> **To do**
Copy out each line featuring the string "IceCandidate" from the entries beneath.

> **Material for this exercise**
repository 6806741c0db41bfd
pub mod session;
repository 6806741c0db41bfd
//! Seam between the negotiation logic and a concrete peer connection backend.

use std::sync::Arc;

use async_trait::async_trait;
use serde::Serialize;
use tokio::sync::mpsc;

use crate::error::Result;
use crate::media::{LocalTrack, RemoteTrack};
use crate::signaling::protocol::{IceCandidate, SessionDescription};

/// Transport-level connectivity as reported by the backend.
#[derive(Debug, Clone, Copy, PartialEq, Eq, Serialize)]
#[serde(rename_all = "lowercase")]
pub enum LinkState {
    New,
    Connecting,
    Connected,
    Disconnected,
    Failed,
    Closed,
}

/// Events a connection raises on its own, outside any call into it.
#[derive(Debug, Clone)]
pub enum ConnectionEvent {
    /// Local candidate gathered; must be sent to the remote peer.
    IceCandidate {
        peer_id: String,
        candidate: IceCandidate,
    },
    LinkStateChanged {
        peer_id: String,
        state: LinkState,
    },
    RemoteTrack {
        peer_id: String,
        stream_id: String,
        track: RemoteTrack,
    },
}

#[async_trait]
pub trait MediaConnection: Send + Sync {
    /// Create an offer and apply it as the local description.
    async fn create_offer(&self) -> Result<SessionDescription>;

    /// Answer the applied remote offer and apply the answer locally.
    async fn create_answer(&self) -> Result<SessionDescription>;

    async fn set_remote_description(&self, description: SessionDescription) -> Result<()>;

    /// Drop an unanswered local offer and return to the stable state.
    async fn rollback(&self) -> Result<()>;

    async fn add_ice_candidate(&self, candidate: IceCandidate) -> Result<()>;

    /// Attach the track on a new sender.
    async fn add_track(&self, track: &LocalTrack) -> Result<()>;

    /// Swap the track on the existing sender of the same kind, without renegotiation.
    async fn replace_track(&self, track: &LocalTrack) -> Result<()>;

    async fn close(&self) -> Result<()>;
}

#[async_trait]
pub trait ConnectionFactory: Send + Sync {
    async fn create(
        &self,
        peer_id: &str,
        events: mpsc::Sender<ConnectionEvent>,
    ) -> Result<Arc<dyn MediaConnection>>;
}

> **Written response**
use crate::signaling::protocol::{IceCandidate, SessionDescription};
    IceCandidate {
        candidate: IceCandidate,
    async fn add_ice_candidate(&self, candidate: IceCandidate) -> Result<()>;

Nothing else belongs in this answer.